The decisions were sharply criticized by local groups Tosa Together, Indivisible Tosa and Tosa Moms Tackling Racism.
"It is with great disappointment that we see our city being closed down out of fear and distrust of what might happen," they said. "Outside agitators are a concern, but the expected sharp escalation in militarized policing practices is vastly disproportionate."
The case generated national attention after the Milwaukee Journal Sentinel first reported in June it was Mensah's third fatal shooting. Three activist groups — rapper and mogul Jay-Z's Team ROC, Until Freedom and Gathering for Justice — placed ads calling for Mensah to be fired and prosecuted, echoing the calls of hundreds of protesters who took to the streets this summer.
The sustained attention already has led to some changes. Wauwatosa, slow to embrace body-cameras for all officers because of cost, has now signed off on spending more than $760,000 to outfit officers with the cameras by the end of the year. Mensah has since been suspended with pay.
Wauwatosa Police Chief Barry Weber said his department has begun an internal review of the shooting and the conduct of all Tosa officers present.
"The department hears the message from the public and recognizes the evolution required for law enforcement agencies in this age," Weber said Wednesday.
Former prosecutor says to look at all three shootings in totality
The report from Biskupic came about after the family of Anderson, who was killed in 2016, filed a complaint this summer with the city's Police and Fire Commission. The commission hired Biskupic in July as an independent investigator.

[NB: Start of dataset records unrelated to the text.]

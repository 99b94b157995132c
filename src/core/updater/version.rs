// ─── Release Version Ordering ───
// Semantic versions first, with a lenient numeric fallback for tags the
// strict grammar rejects (extra components, missing patch).

use semver::Version;

/// Parse a release tag. Accepts a leading `v`. Tags that are not valid
/// semver but are dotted numbers are normalized: missing components
/// become 0, components beyond the patch are dropped.
pub fn parse_release_version(tag: &str) -> Option<Version> {
    let trimmed = tag.trim().trim_start_matches('v');
    if trimmed.is_empty() {
        return None;
    }
    if let Ok(version) = Version::parse(trimmed) {
        return Some(version);
    }

    let parts: Option<Vec<u64>> = trimmed.split('.').map(|p| p.parse().ok()).collect();
    let parts = parts?;
    Some(Version::new(
        parts[0],
        parts.get(1).copied().unwrap_or(0),
        parts.get(2).copied().unwrap_or(0),
    ))
}

/// Version the updater compares against. A malformed string is treated
/// as older than anything, so a broken marker forces an update.
pub fn current_or_oldest(raw: &str) -> Version {
    parse_release_version(raw).unwrap_or_else(|| Version::new(0, 0, 0))
}

/// True when the feed's tag is strictly newer than the installed
/// version. An unparsable feed tag never counts as newer.
pub fn is_newer(latest_tag: &str, current: &str) -> bool {
    match parse_release_version(latest_tag) {
        Some(latest) => latest > current_or_oldest(current),
        None => false,
    }
}

#[cfg(test)]
mod tests {
    use super::*;

    #[test]
    fn numeric_components_not_lexical_ordering() {
        assert!(is_newer("1.10.0", "1.2.0"));
        assert!(!is_newer("1.2.0", "1.10.0"));
    }

    #[test]
    fn malformed_current_is_older_than_anything() {
        assert!(is_newer("0.0.1", "not-a-version"));
        assert!(is_newer("1.0.0", ""));
        assert_eq!(current_or_oldest("garbage"), Version::new(0, 0, 0));
    }

    #[test]
    fn v_prefix_and_short_tags_parse() {
        assert_eq!(parse_release_version("v1.3.0"), Some(Version::new(1, 3, 0)));
        assert_eq!(parse_release_version("1.3"), Some(Version::new(1, 3, 0)));
    }

    #[test]
    fn four_component_tags_compare_on_leading_three() {
        assert_eq!(
            parse_release_version("1.105.27.9"),
            Some(Version::new(1, 105, 27))
        );
        assert!(is_newer("1.105.27.9", "1.99.0"));
    }

    #[test]
    fn equal_versions_are_not_newer() {
        assert!(!is_newer("1.3.0", "1.3.0"));
        assert!(!is_newer("v1.3.0", "1.3.0"));
    }

    #[test]
    fn unparsable_feed_tag_is_never_newer() {
        assert!(!is_newer("latest", "1.0.0"));
    }
}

Jim Palmer, executive director of the Wisconsin Professional Police Association, called Biskupic's findings to fire Mensah "utterly preposterous."
"To use something that hasn't occurred, a fourth shooting, as a basis for terminating Officer Mensah now is ridiculous," said Palmer, whose organization is not representing Mensah.
Although Mensah's interviews may have broken department rules, Palmer said he was unaware of any other case in the state of an officer being fired for such an infraction.
And while a public policy discussion could be had about the same officer being involved in three fatal shootings, Palmer said Biskupic did not appear to find any rule violations in the shooting of Cole.
Attorneys for Mensah have fought his suspension and possible discipline by saying each individual shooting was permissible under use-of-force rules.
That position, Biskupic wrote, ignores the totality of an officer's conduct.
No one can be certain about the potential danger to Mensah, his fellow officers or the public if he returns to active duty and is again confronted with a situation where he must choose whether to use deadly force, Biskupic said.
“Will he hesitate? Will fellow officers react differently? Will nefarious members of the public (given Officer Mensah's high profile) attempt to bait him? Those questions now objectively exist, as confirmed by the Wauwatosa police chief," the former prosecutor wrote.